Meow Meow brings post-post-modern cabaret to the Hult Center

I arrange a lot of phone calls with musicians. Sometimes it’s easier than others — I need to reschedule, they need to reschedule, or someone oversleeps and misses the appointment entirely. The latter was the case with Australian neo-cabaret performer Melissa Madden Gray, who performs as Meow Meow.  

In March, Meow Meow, along with Thomas Lauderdale, bandleader with Portland jazz, lounge and pop-classical revivalists Pink Martini, released Hotel Amour. The album is a collection of jazz, lounge, chanson and torch songs, with originals and classics from the French, German and Shanghainese canon. 
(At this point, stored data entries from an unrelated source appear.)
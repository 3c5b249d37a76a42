//! YAML Buddy - configuration key checking for annotated source literals
//!
//! YAML Buddy finds `${a.b.c}` placeholders in string literals bound to a
//! configured annotation (by default Spring's `@Value`), resolves each key
//! against the project's `application.yml` / `application.yaml` documents,
//! reports keys that resolve nowhere, and creates missing keys in the best
//! ranked document while keeping everything else in it as written.
//!
//! # Architecture Overview
//!
//! ```text
//!  source literal ──► placeholder ──► diagnostics ──► Finding ──► fix
//!                                         │                        │
//!                                         ▼                        ▼
//!                                      locator ◄──── project ◄── yaml (resolve / synthesize)
//! ```
//!
//! - [`placeholder`] extracts `${...}` markers and parses them into [`placeholder::KeyPath`]s
//! - [`yaml`] holds a lossless model of block-mapping YAML documents, with
//!   key resolution and key synthesis
//! - [`locator`] discovers candidate documents, ranks them and creates one
//!   when none exists
//! - [`diagnostics`] turns unresolved placeholders into findings
//! - [`fix`] applies the "create key" fix
//! - [`reference`] offers placeholder-to-key navigation
//! - [`project`] abstracts file access, with locking for edits
//! - [`source`] extracts annotated literals from Java source text
//! - [`cli`] is the command line surface
//!
//! The core is synchronous and holds no state between calls. Async code is
//! confined to the command line layer.
//!
//! # Example
//!
//! ```rust
//! use yamlbuddy::placeholder::extract;
//! use yamlbuddy::yaml::YamlDocument;
//!
//! let mut doc = YamlDocument::parse("application.yml", "server:\n  port: 8080\n")?;
//! let missing: Vec<_> = extract("${server.port}:${server.host}")
//!     .into_iter()
//!     .filter(|found| !doc.resolve(&found.path).is_resolved())
//!     .collect();
//! assert_eq!(missing.len(), 1);
//!
//! doc.ensure_path(&missing[0].path);
//! assert_eq!(doc.render(), "server:\n  port: 8080\n  host:\n");
//! # Ok::<(), yamlbuddy::core::YamlBuddyError>(())
//! ```

// Core functionality modules
pub mod cli;
pub mod config;
pub mod constants;
pub mod core;

// Analysis and editing
pub mod diagnostics;
pub mod fix;
pub mod locator;
pub mod placeholder;
pub mod reference;
pub mod yaml;

// Supporting modules
pub mod project;
pub mod source;
pub mod utils;

// test_utils module is available for both unit tests and integration tests
#[cfg(any(test, feature = "test-utils"))]
pub mod test_utils;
On the album, Meow Meow duets with Rufus Wainwright in the rambunctiously celebratory big band jazz number “À quoi ça sert l’amour.”  Elsewhere she sings in a lusty Dietrich-style alto on “Bonjour Tristesse,” a standard popularized by Juliette Greco, “I live with melancholy. My friend is vague distress.”

Shortly after missing our prearranged phone call (picture the moment, if you will, in black and white — it would be appropriate) this email showed up in my inbox, subject line: “Diva is brilliant and yet an IDIOT!” She set her alarm for pm rather than am, it seems. 

I never did connect with Meow Meow over the phone. I bring this up only because that email response is just so Meow Meow, a self-described “post-post-modern diva,” who performs kamikaze cabaret, a genre of alt-cabaret popular in London and, increasingly, New York. 

Meow Meow has taken her show all over the world, performing at New York’s Lincoln Center, Berlin’s Bar Jeder Vernunft, London’s West End and the Sydney Opera House. 

Kamikaze cabaret explores areas between parody and tribute, turning up the drama on already high-drama classic cabaret with added bawdiness, danger and tragicomedy. You get a warts ‘n’ all sense the performer herself barely made it to the stage, and that once there, you can’t be quite sure what she’ll do next — cry, tell a dirty joke or captivate with song. 

Performing with Pink Martini last spring in a somewhat less glamorous venue, Salem’s Elsinore Theatre, wearing a glittering ball gown and a leopard print coat, Meow Meow called up two men from the audience. Her hair was an inky black scribble of a Betty Boop bob. Her eyes and expression enthralled to her own spotlight. 

“Stop chasing me!” she flirted as the men followed her to the stage, followed up with “Schnell!” a cartoon version of German efficiency. The men formed a throne of sorts with their bodies, from which Meow Meow delivered a perfect rendition of Jacques Brel’s classic “Ne me quitte pas.”

Because, of course, for any of this to truly work, the star of the show, in the end, must always be brilliant. 

Looking back, I’m not sure whether Gray ever intended to take my phone call. I don’t accuse her of missing it on purpose. The fact she did, though, coupled with her perfect apology email is so in keeping with the airtight character of Meow Meow, I like to think it was all just part of the act and that, for just a short time, I was in on it.

Meow Meow performs 8 pm Friday, Dec. 27, at the Hult Center; $33-$48.75, VIP package available, all-ages.